Labour leadership hopeful David Miliband today appears to taunt a weakened Gordon Brown by suggesting they are now joint leaders of the Government.

In an article for The Mail on Sunday on the mounting international crisis involving Russia and Georgia, Foreign Secretary Mr Miliband says he and the Prime Minister are jointly deciding Britain’s response - including the decision to condemn the scale of Moscow’s invasion of its tiny neighbour.

‘The immediate instinct of the Prime Minister and I was clear: to speak out against aggression, to call for respect for human rights and international law and to rally international opinion behind these principles,’ says Mr Miliband in one of several references pointedly mentioning himself and Mr Brown in the same breath.

Joint leaders? Foreign Secretary David Miliband and Prime Minister Gordon Brown

Joint leaders? Foreign Secretary David Miliband and Prime Minister Gordon Brown

Defending his decision to condemn the scale of the Russian military reaction against Georgia, he says: ‘The British people want a Government that stands up for what it believes in and speaks out for the victims of aggression or injustice... That’s what Gordon Brown and I will keep doing.’

Highlighting the widespread international condemnation of Russia, he adds: ‘Tomorrow, Gordon Brown and I will attend an emergency EU summit to discuss the crisis.’

The repeated joint references strike a sharp contrast with Mr Miliband’s newspaper article last month calling for a new vision for the Labour Party, which failed to mention the Prime Minister once.

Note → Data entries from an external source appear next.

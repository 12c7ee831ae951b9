use std::fs;
use std::path::PathBuf;

use once_cell::sync::Lazy;
use reelshelf_core::ingest::IngestSettings;

use super::error::ConfigLoadError;
use super::models::{Config, ConfigMetadata};
use super::sources::{EnvConfig, FileConfig, FileIngestConfig};
use super::validation::{self, ConfigWarnings};

static DEFAULT_CONFIG_LOCATIONS: Lazy<Vec<PathBuf>> = Lazy::new(|| {
    vec![
        PathBuf::from("reelshelf.toml"),
        PathBuf::from("config/reelshelf.toml"),
    ]
});

pub const DEFAULT_STORE_PATH: &str = "data/catalog.json";

#[derive(Debug, Default, Clone)]
pub struct ConfigLoaderOptions {
    pub config_path: Option<PathBuf>,
    pub env_file: Option<PathBuf>,
}

#[derive(Debug, Default)]
pub struct ConfigLoader {
    options: ConfigLoaderOptions,
}

#[derive(Debug)]
pub struct ConfigLoad {
    pub config: Config,
    pub warnings: ConfigWarnings,
}

impl ConfigLoader {
    pub fn new() -> Self {
        Self::default()
    }

    pub fn with_options(options: ConfigLoaderOptions) -> Self {
        Self { options }
    }

    pub fn with_config_path<P: Into<PathBuf>>(mut self, path: P) -> Self {
        self.options.config_path = Some(path.into());
        self
    }

    pub fn with_env_file<P: Into<PathBuf>>(mut self, path: P) -> Self {
        self.options.env_file = Some(path.into());
        self
    }

    /// Load `.env`, then resolve against the process environment.
    pub fn load(&self) -> Result<ConfigLoad, ConfigLoadError> {
        let env_file_loaded = match &self.options.env_file {
            Some(path) => dotenvy::from_path(path).map(|_| true).or_else(
                |err| match err {
                    dotenvy::Error::Io(_) => Ok(false),
                    _ => Err(err),
                },
            )?,
            None => {
                dotenvy::dotenv().map(|_| true).or_else(|err| match err {
                    dotenvy::Error::Io(_) => Ok(false),
                    _ => Err(err),
                })?
            }
        };

        let mut load = self.load_from(EnvConfig::gather())?;
        load.config.metadata.env_file_loaded = env_file_loaded;
        Ok(load)
    }

    /// Resolve configuration against an already gathered environment.
    pub fn load_from(
        &self,
        env: EnvConfig,
    ) -> Result<ConfigLoad, ConfigLoadError> {
        let (file_config, config_path) = self.load_file_config(&env)?;
        let (config, mut warnings) =
            self.compose_config(file_config, env, config_path);
        warnings.extend(validation::apply_guard_rails(&config)?);
        Ok(ConfigLoad { config, warnings })
    }

    fn load_file_config(
        &self,
        env: &EnvConfig,
    ) -> Result<(Option<FileConfig>, Option<PathBuf>), ConfigLoadError> {
        let mut source = ConfigPathSource::default();

        if let Some(explicit) = &self.options.config_path {
            source.explicit = Some(explicit.clone());
        } else if let Some(from_env) = &env.config_path {
            source.env = Some(from_env.clone());
        }

        if source.is_empty() {
            source.default = DEFAULT_CONFIG_LOCATIONS
                .iter()
                .find(|candidate| candidate.exists())
                .cloned();
        }

        let Some((path, provenance)) = source.resolved_path() else {
            return Ok((None, None));
        };

        if !path.exists() {
            if provenance.is_explicit() {
                return Err(ConfigLoadError::MissingConfig { path });
            }
            return Ok((None, None));
        }

        let contents =
            fs::read_to_string(&path).map_err(|err| ConfigLoadError::Io {
                path: path.clone(),
                source: err,
            })?;
        let file_config: FileConfig =
            toml::from_str(&contents).map_err(|err| {
                ConfigLoadError::Parse {
                    path: path.clone(),
                    source: err,
                }
            })?;

        Ok((Some(file_config), Some(path)))
    }

    fn compose_config(
        &self,
        file_config: Option<FileConfig>,
        env: EnvConfig,
        config_path: Option<PathBuf>,
    ) -> (Config, ConfigWarnings) {
        let mut warnings = ConfigWarnings::default();

        if config_path.is_none() {
            warnings.push_with_hint(
                "No reelshelf.toml detected; using defaults and environment variables",
                "Create reelshelf.toml or point REELSHELF_CONFIG at a config file",
            );
        }
        for name in &env.unparsed {
            warnings.push_with_hint(
                format!("{name} is not a number; ignoring it"),
                format!("Unset {name} or give it a positive integer"),
            );
        }

        let FileConfig {
            store: file_store,
            ingest: file_ingest,
        } = file_config.unwrap_or_default();

        let store_path = env
            .store_path
            .or(file_store.path)
            .unwrap_or_else(|| PathBuf::from(DEFAULT_STORE_PATH));

        let mut ingest = ingest_settings(file_ingest);
        if let Some(cap) = env.max_bounded_episodes {
            ingest.max_bounded_episodes = cap;
        }

        let config = Config {
            store_path,
            ingest,
            metadata: ConfigMetadata {
                config_path,
                env_file_loaded: false,
            },
        };
        (config, warnings)
    }
}

fn ingest_settings(file: FileIngestConfig) -> IngestSettings {
    let defaults = IngestSettings::default();
    IngestSettings {
        max_bounded_episodes: file
            .max_bounded_episodes
            .unwrap_or(defaults.max_bounded_episodes),
        bounded_progress_interval: file
            .bounded_progress_interval
            .unwrap_or(defaults.bounded_progress_interval),
        open_progress_interval: file
            .open_progress_interval
            .unwrap_or(defaults.open_progress_interval),
        event_capacity: file.event_capacity.unwrap_or(defaults.event_capacity),
    }
}

#[derive(Debug, Default)]
struct ConfigPathSource {
    explicit: Option<PathBuf>,
    env: Option<PathBuf>,
    default: Option<PathBuf>,
}

impl ConfigPathSource {
    fn is_empty(&self) -> bool {
        self.explicit.is_none() && self.env.is_none() && self.default.is_none()
    }

    fn resolved_path(&self) -> Option<(PathBuf, ConfigPathProvenance)> {
        if let Some(path) = &self.explicit {
            return Some((path.clone(), ConfigPathProvenance::Explicit));
        }
        if let Some(path) = &self.env {
            return Some((path.clone(), ConfigPathProvenance::Env));
        }
        if let Some(path) = &self.default {
            return Some((path.clone(), ConfigPathProvenance::Default));
        }
        None
    }
}

#[derive(Debug, Clone, Copy, PartialEq, Eq)]
enum ConfigPathProvenance {
    Explicit,
    Env,
    Default,
}

impl ConfigPathProvenance {
    fn is_explicit(self) -> bool {
        matches!(
            self,
            ConfigPathProvenance::Explicit | ConfigPathProvenance::Env
        )
    }
}
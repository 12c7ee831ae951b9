use std::path::PathBuf;

use thiserror::Error;

use super::validation::ConfigGuardRailError;

#[derive(Debug, Error)]
pub enum ConfigLoadError {
    #[error("configuration file missing: {path}")]
    MissingConfig { path: PathBuf },
    #[error("failed to read configuration {path}")]
    Io {
        path: PathBuf,
        #[source]
        source: std::io::Error,
    },
    #[error("failed to parse configuration {path}")]
    Parse {
        path: PathBuf,
        #[source]
        source: toml::de::Error,
    },
    #[error(transparent)]
    GuardRail(#[from] ConfigGuardRailError),
    #[error(transparent)]
    EnvFile(#[from] dotenvy::Error),
}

However, since then Mr Miliband has maintained a high profile and given no signals that he intends to drop his ambitions to succeed Mr Brown as Labour leader.

Sitting partners: David Miliband made many 'Gordon Brown and I' statements in his interview for the Mail on Sunday

Sitting partners: David Miliband made many 'Gordon Brown and I' statements in his interview for the Mail on Sunday

Senior party sources say the Foreign Secretary has answered threats of being moved to another job in a Cabinet reshuffle by telling the Prime Minister he would not accept any demotion.

In his article today, Mr Miliband says: ‘No one wants a new Cold War.’

But he steps up his war of words with Moscow by coming close to accusing Russian President Dmitry Medvedev of lying over the crisis.

Warning that Russia is now isolated, he writes: ‘It is on its own politically, it has undermined itself economically and it has cast doubt on the value of the word of its president.’